Ecology is the study of the web of physical and biological systems and processes, where humans are just one part. It includes everything from mountains and rivers to the plants (flora) and animals (fauna) that live there. The ecology of a place is shaped by its geography and hydrology (the science of water).
Example
In a desert, the unique plants and animals are adapted to survive with very little rain, rocky soil, and extreme temperatures. These ecological factors also shape how humans can live in that environment.
However, ecology is not just about nature; it is constantly modified by human actions. What might look "natural" is often the result of human intervention.
- Deforestation in a river's upper catchment area can make the river more prone to flooding downstream.
- Climate change, caused by global warming, is a massive example of human activity impacting nature worldwide.
It can be difficult to separate natural factors from human ones in ecological change.
- The Ridge forest in Delhi seems natural, but it was actually planted by the British around 1915. Its main tree, Prosopis juliflora (vilayati kikar), was introduced from South America.
- The wide, grassy meadows in Corbett National Park, which seem like pristine wilderness, were once agricultural fields. Villages were relocated to create this "natural" landscape.
Some ecological elements are even more obviously human-made, like an agricultural farm or the built environment of a city (concrete, glass, tar), which use natural resources to create something entirely new.
The Two-Way Relationship: How Social Environments Emerge
Social environments are created from the interaction between the natural (biophysical) ecology and human actions. This is a two-way process: nature shapes society, and society shapes nature.
1. Nature Shapes Society
The physical environment can influence the type of society that develops in a place.
- The fertile soil of the Indo-Gangetic floodplain supports intensive agriculture, leading to dense populations and complex, hierarchical societies.
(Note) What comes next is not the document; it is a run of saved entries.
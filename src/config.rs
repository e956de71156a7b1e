/// How the adapter invokes the agent.
#[derive(Debug, Clone, Copy, PartialEq, Eq)]
pub enum ExecutionMode {
    /// One consolidated generation per request.
    Generate,
    /// Event-streamed generation with incremental delivery.
    Stream,
}

/// Static per-adapter configuration. Passed by value at construction,
/// never global state. The pluggable hooks (response classifier, artifact
/// extractor) are trait objects on the adapter builder rather than fields
/// here.
#[derive(Debug, Clone)]
pub struct ExecutionConfig {
    pub mode: ExecutionMode,
    /// Status text attached to the initial `working` update.
    pub working_status_text: String,
    /// Whether the stored task history is replayed into the agent prompt
    /// ahead of the inbound message.
    pub include_history_in_prompt: bool,
    /// Gates verbose per-event tracing.
    pub debug_logging: bool,
}

impl Default for ExecutionConfig {
    fn default() -> Self {
        Self {
            mode: ExecutionMode::Stream,
            working_status_text: "Working on it...".to_string(),
            include_history_in_prompt: true,
            debug_logging: false,
        }
    }
}

impl ExecutionConfig {
    pub fn with_mode(mut self, mode: ExecutionMode) -> Self {
        self.mode = mode;
        self
    }

    pub fn with_working_status_text(mut self, text: impl Into<String>) -> Self {
        self.working_status_text = text.into();
        self
    }

    pub fn with_include_history_in_prompt(mut self, include: bool) -> Self {
        self.include_history_in_prompt = include;
        self
    }

    pub fn with_debug_logging(mut self, enabled: bool) -> Self {
        self.debug_logging = enabled;
        self
    }
}
use async_trait::async_trait;
use std::collections::{HashMap, VecDeque};
use std::sync::Arc;
use tokio::sync::RwLock;

use super::task_store::TaskStore;
use crate::a2a::Task;
use crate::errors::{BridgeError, BridgeResult};

/// In-memory task store for development and tests.
///
/// Process-lifetime only. Eviction is optional but supported for symmetry
/// with production backends: when a capacity is set, inserting a new task
/// beyond it evicts the least recently written one.
pub struct InMemoryTaskStore {
    inner: Arc<RwLock<Inner>>,
    max_tasks: Option<usize>,
}

struct Inner {
    tasks: HashMap<String, Task>,
    /// Write order, oldest first. Drives capacity eviction.
    order: VecDeque<String>,
}

impl InMemoryTaskStore {
    pub fn new() -> Self {
        Self {
            inner: Arc::new(RwLock::new(Inner {
                tasks: HashMap::new(),
                order: VecDeque::new(),
            })),
            max_tasks: None,
        }
    }

    pub fn with_max_tasks(mut self, max_tasks: usize) -> Self {
        self.max_tasks = Some(max_tasks.max(1));
        self
    }

    /// Number of stored snapshots.
    pub async fn len(&self) -> usize {
        self.inner.read().await.tasks.len()
    }

    pub async fn is_empty(&self) -> bool {
        self.inner.read().await.tasks.is_empty()
    }

    fn touch_order(order: &mut VecDeque<String>, task_id: &str) {
        order.retain(|id| id != task_id);
        order.push_back(task_id.to_string());
    }
}

impl Default for InMemoryTaskStore {
    fn default() -> Self {
        Self::new()
    }
}

#[async_trait]
impl TaskStore for InMemoryTaskStore {
    async fn get(&self, task_id: &str) -> BridgeResult<Option<Task>> {
        let inner = self.inner.read().await;
        Ok(inner.tasks.get(task_id).cloned())
    }

    async fn save(&self, task: &Task) -> BridgeResult<()> {
        let mut inner = self.inner.write().await;

        if let Some(stored) = inner.tasks.get(&task.id) {
            if task.revision < stored.revision {
                return Err(BridgeError::VersionConflict {
                    task_id: task.id.clone(),
                    attempted: task.revision,
                    stored: stored.revision,
                });
            }
            if task.revision == stored.revision {
                // Idempotent re-save of an already committed revision.
                return Ok(());
            }
        } else if let Some(max) = self.max_tasks {
            if inner.tasks.len() >= max {
                if let Some(oldest) = inner.order.pop_front() {
                    inner.tasks.remove(&oldest);
                }
            }
        }

        inner.tasks.insert(task.id.clone(), task.clone());
        Self::touch_order(&mut inner.order, &task.id);
        Ok(())
    }

    async fn find_by_context(&self, context_id: &str) -> BridgeResult<Vec<Task>> {
        let inner = self.inner.read().await;
        let mut tasks: Vec<Task> = inner
            .tasks
            .values()
            .filter(|task| task.context_id == context_id)
            .cloned()
            .collect();
        tasks.sort_by(|a, b| b.created_at.cmp(&a.created_at));
        Ok(tasks)
    }

    async fn delete(&self, task_id: &str) -> BridgeResult<()> {
        let mut inner = self.inner.write().await;
        inner.tasks.remove(task_id);
        inner.order.retain(|id| id != task_id);
        Ok(())
    }
}

#[cfg(test)]
mod tests {
    use super::*;
    use crate::a2a::{Message, TaskState};

    #[tokio::test]
    async fn test_save_get_round_trip() {
        let store = InMemoryTaskStore::new();
        let mut task = Task::new("ctx-1");
        task.push_message(Message::user_text("roll a d6"));

        store.save(&task).await.unwrap();
        let loaded = store.get(&task.id).await.unwrap().unwrap();
        assert_eq!(loaded, task);
    }

    #[tokio::test]
    async fn test_stale_revision_is_rejected() {
        let store = InMemoryTaskStore::new();
        let mut task = Task::new("ctx-1");
        store.save(&task).await.unwrap();

        task.bump_revision();
        task.set_state(TaskState::Working, None);
        store.save(&task).await.unwrap();

        let mut stale = task.clone();
        stale.revision = 1;
        stale.history.clear();
        let err = store.save(&stale).await.unwrap_err();
        assert!(matches!(
            err,
            BridgeError::VersionConflict { attempted: 1, stored: 2, .. }
        ));

        // The stored snapshot is untouched by the rejected write.
        let loaded = store.get(&task.id).await.unwrap().unwrap();
        assert_eq!(loaded.revision, 2);
        assert_eq!(loaded.state(), TaskState::Working);
    }

    #[tokio::test]
    async fn test_equal_revision_save_is_a_noop() {
        let store = InMemoryTaskStore::new();
        let mut task = Task::new("ctx-1");
        task.push_message(Message::user_text("once"));
        store.save(&task).await.unwrap();
        store.save(&task).await.unwrap();

        let loaded = store.get(&task.id).await.unwrap().unwrap();
        assert_eq!(loaded.history.len(), 1);
        assert_eq!(loaded.artifacts.len(), 0);
    }

    #[tokio::test]
    async fn test_find_by_context_newest_first() {
        let store = InMemoryTaskStore::new();
        let first = Task::new("ctx-a");
        tokio::time::sleep(std::time::Duration::from_millis(2)).await;
        let second = Task::new("ctx-a");
        let other = Task::new("ctx-b");
        store.save(&first).await.unwrap();
        store.save(&second).await.unwrap();
        store.save(&other).await.unwrap();

        let found = store.find_by_context("ctx-a").await.unwrap();
        assert_eq!(found.len(), 2);
        assert_eq!(found[0].id, second.id);
        assert_eq!(found[1].id, first.id);
    }

    #[tokio::test]
    async fn test_capacity_eviction_drops_oldest() {
        let store = InMemoryTaskStore::new().with_max_tasks(2);
        let t1 = Task::new("ctx");
        let t2 = Task::new("ctx");
        let t3 = Task::new("ctx");
        store.save(&t1).await.unwrap();
        store.save(&t2).await.unwrap();
        store.save(&t3).await.unwrap();

        assert!(store.get(&t1.id).await.unwrap().is_none());
        assert!(store.get(&t2.id).await.unwrap().is_some());
        assert!(store.get(&t3.id).await.unwrap().is_some());
    }

    #[tokio::test]
    async fn test_delete_is_idempotent() {
        let store = InMemoryTaskStore::new();
        let task = Task::new("ctx");
        store.save(&task).await.unwrap();
        store.delete(&task.id).await.unwrap();
        store.delete(&task.id).await.unwrap();
        assert!(store.get(&task.id).await.unwrap().is_none());
    }
}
- In contrast, the desert of Rajasthan can only support pastoralists who must constantly move to find fodder for their livestock.
2. Society Shapes Nature
The way a society is organized can dramatically alter the natural world.
- The social organization of capitalism, with its focus on profit and consumption, has reshaped nature globally. The private automobile, a capitalist commodity, has led to air pollution, wars over oil, and global warming.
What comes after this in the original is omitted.